Жил-был в Стране Советов тихий человек Александр Максимович Бутов. Бывший студент-отличник, небесталанный начинающий поэт, потом — фронтовик… В 80-х преподает в вузе, женат, имеет сына. Но эти анкетные данные при ближайшем рассмотрении оборачиваются драмами. Будучи студентом, отвернулся от своего обожаемого, но опального профессора; на фронте не смог спасти вверенных ему людей, более того — послал их, как тогда было «принято», на верную гибель; на преподавательскую работу попал по протекции однополчанина-особиста; отношения с женой благополучно разрушились; сын вырос безжалостным подонком.
И вот, когда подошел конец этой жизни, Бутов словно со стороны слышит взвешивающие его судьбу голоса; если не видит, то ощущает присутствие и еще живых, и уже ушедших людей, которые прошли через его жизнь, которым он сделал плохое или хорошее, а может, ничего не сделал, когда мог бы: «Теперь и Бутова, точно давнее, юношеское это стихотворение было пророческим, подхватил ветер смерти; и, задыхаясь в нем, он почувствовал самое последнее, вероятно, желание — ощутить корни, которые соединяли его с людьми, с землей, хоть бы почувствовать, что они когда-то были.

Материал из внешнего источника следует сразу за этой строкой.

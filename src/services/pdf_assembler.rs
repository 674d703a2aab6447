//! PDF 生成服务 - 业务能力层
//!
//! 每张图片一页，页面尺寸等于图片像素尺寸（1 像素 = 1 pt）。
//! JPEG 原样嵌入（DCTDecode），其他格式解码成 8 位 RGB 后 Flate 压缩，透明通道丢弃。

use crate::error::AssemblyError;
use image::{ColorType, DynamicImage, ImageFormat};
use lopdf::content::{Content, Operation};
use lopdf::{dictionary, Document, Object, ObjectId, Stream};
use std::path::{Path, PathBuf};
use tracing::debug;

/// 文档合成能力
pub trait DocumentAssembler: Send + Sync {
    /// 按顺序把图片合成为一个文档，返回文档字节
    fn assemble(&self, image_paths: &[PathBuf]) -> Result<Vec<u8>, AssemblyError>;
}

/// 基于 lopdf 的 PDF 生成器
#[derive(Debug, Default, Clone, Copy)]
pub struct PdfAssembler;

impl DocumentAssembler for PdfAssembler {
    fn assemble(&self, image_paths: &[PathBuf]) -> Result<Vec<u8>, AssemblyError> {
        if image_paths.is_empty() {
            return Err(AssemblyError::Empty);
        }

        let mut doc = Document::with_version("1.5");
        let pages_id = doc.new_object_id();

        let mut kids: Vec<Object> = Vec::with_capacity(image_paths.len());
        for path in image_paths {
            let image = load_page_image(path)?;
            debug!(
                "写入 PDF 页面: {} ({}x{})",
                path.display(),
                image.width,
                image.height
            );
            kids.push(add_page(&mut doc, pages_id, image)?.into());
        }

        let count = kids.len() as i64;
        doc.objects.insert(
            pages_id,
            Object::Dictionary(dictionary! {
                "Type" => "Pages",
                "Kids" => kids,
                "Count" => count,
            }),
        );

        let catalog_id = doc.add_object(dictionary! {
            "Type" => "Catalog",
            "Pages" => pages_id,
        });
        doc.trailer.set("Root", catalog_id);

        let mut buffer = Vec::new();
        doc.save_to(&mut buffer)
            .map_err(|e| AssemblyError::Pdf(e.into()))?;
        Ok(buffer)
    }
}

/// 准备写入 PDF 的图片数据
struct PageImageStream {
    width: u32,
    height: u32,
    stream: Stream,
}

fn load_page_image(path: &Path) -> Result<PageImageStream, AssemblyError> {
    let bytes = std::fs::read(path).map_err(|source| AssemblyError::ReadImage {
        path: path.to_path_buf(),
        source,
    })?;
    let decode_err = |source| AssemblyError::DecodeImage {
        path: path.to_path_buf(),
        source,
    };

    let format = image::guess_format(&bytes).map_err(decode_err)?;
    let decoded = image::load_from_memory_with_format(&bytes, format).map_err(decode_err)?;
    let (width, height) = (decoded.width(), decoded.height());

    let stream = match (format, decoded.color()) {
        (ImageFormat::Jpeg, ColorType::Rgb8) => jpeg_stream(width, height, "DeviceRGB", bytes),
        (ImageFormat::Jpeg, ColorType::L8) => jpeg_stream(width, height, "DeviceGray", bytes),
        _ => raw_rgb_stream(decoded)?,
    };

    Ok(PageImageStream {
        width,
        height,
        stream,
    })
}

fn jpeg_stream(width: u32, height: u32, color_space: &str, bytes: Vec<u8>) -> Stream {
    Stream::new(
        dictionary! {
            "Type" => "XObject",
            "Subtype" => "Image",
            "Width" => width as i64,
            "Height" => height as i64,
            "ColorSpace" => color_space,
            "BitsPerComponent" => 8,
            "Filter" => "DCTDecode",
        },
        bytes,
    )
}

fn raw_rgb_stream(decoded: DynamicImage) -> Result<Stream, AssemblyError> {
    let rgb = decoded.to_rgb8();
    let mut stream = Stream::new(
        dictionary! {
            "Type" => "XObject",
            "Subtype" => "Image",
            "Width" => rgb.width() as i64,
            "Height" => rgb.height() as i64,
            "ColorSpace" => "DeviceRGB",
            "BitsPerComponent" => 8,
        },
        rgb.into_raw(),
    );
    stream
        .compress()
        .map_err(|e| AssemblyError::Pdf(e.into()))?;
    Ok(stream)
}

fn add_page(
    doc: &mut Document,
    pages_id: ObjectId,
    image: PageImageStream,
) -> Result<ObjectId, AssemblyError> {
    let (width, height) = (image.width as i64, image.height as i64);
    let image_id = doc.add_object(image.stream);

    let content = Content {
        operations: vec![
            Operation::new("q", vec![]),
            Operation::new(
                "cm",
                vec![width.into(), 0.into(), 0.into(), height.into(), 0.into(), 0.into()],
            ),
            Operation::new("Do", vec![Object::Name(b"Im0".to_vec())]),
            Operation::new("Q", vec![]),
        ],
    };
    let content_id = doc.add_object(Stream::new(dictionary! {}, content.encode()?));

    Ok(doc.add_object(dictionary! {
        "Type" => "Page",
        "Parent" => pages_id,
        "MediaBox" => vec![0.into(), 0.into(), width.into(), height.into()],
        "Contents" => content_id,
        "Resources" => dictionary! {
            "XObject" => dictionary! {
                "Im0" => image_id,
            },
        },
    }))
}

/// 生成 PDF 并写入文件
pub async fn write_document(
    assembler: &dyn DocumentAssembler,
    image_paths: &[PathBuf],
    output: &Path,
) -> Result<(), AssemblyError> {
    let bytes = assembler.assemble(image_paths)?;
    tokio::fs::write(output, bytes)
        .await
        .map_err(|source| AssemblyError::Write {
            path: output.to_path_buf(),
            source,
        })
}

Были или не были?» У нас на глазах его фамилия становится вещей, превращаясь в оборот «будто бы». Будто бы жил, будто бы был такой…
Лирический роман-притча Александра Шарова начинается со смерти героя. Проведя нас через времена сталинских «чисток», годы Великой Отечественной, нелегкое послевоенное время, автор закольцовывает композицию, возвращаясь опять к середине 80-х годов ХХ века, к времени ухода героя из жизни и посмертного суда над ним.

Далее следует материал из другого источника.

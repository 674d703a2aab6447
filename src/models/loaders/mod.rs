pub mod image_loader;

pub use image_loader::discover_images;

Кто же победит в страшном споре: исчезнуть Бутову совсем из этого мира или ему оставят шанс на возвращение? Писатель отвечает на этот вопрос: только память других людей и творчество даруют человеку бессмертие. И такое бессмертие не сможет отнять никакая сила.
Герой Александра Шарова обретает себя после смерти, а новые публикации книг писателя — бесспорное подтверждение его правоты.
Анна Арсеньева, НГ EX LIBRIS
Бутов лежал на недавно открытом в Т. Втором городском кладбище, которое пока так просто и именовалось: «Новое». Покойников было еще очень мало, а на участке Бутова и совсем никого. Этот его участок был временно ограничен лишь четырьмя колышками с протянутой между ними серой бечевкой.
Участок был квадратный, довольно просторный: рыжие кочки в жесткой увядшей траве, поднимающиеся над стылыми лужами. Дальше во все стороны точно такие же квадраты, ограниченные единственно колышками и бечевкой. Только на одном успели воздвигнуть большой черный крест на каменном надгробье. А там — снова плоская земля, узенькие дорожки между участками, полузалитые водой, на горизонте серо-бурый дощатый забор. Места незавидные — должно быть, поэтому их и определили под кладбище.
— И правильно, — вяло подумал он.
Мысли ворочались тяжело, скучно, как бывает, если наглотаешься снотворного, но сон тебя не взял. Такое состояние тянулось ровно и однообразно с того момента, когда ужасная боль в сердце разом оборвалась и Бутов вначале подумал: «Вот хорошо!», но не обрадовался и по отсутствию радости — горя тоже не было, — догадался: «Да ведь я умер, преставился, как говорится».
А потом он ничего не видел, не чувствовал и очнулся только на третий день; это он понял, потому что там, далеко, в месте, которое еще несколько дней назад он называл «домом», там, в другом, живом измерении, на столе в бывшей его комнате стояли закуски; приходили гости, суетилась жена, и по общему разговору можно было понять, что готовятся отмечать «третины».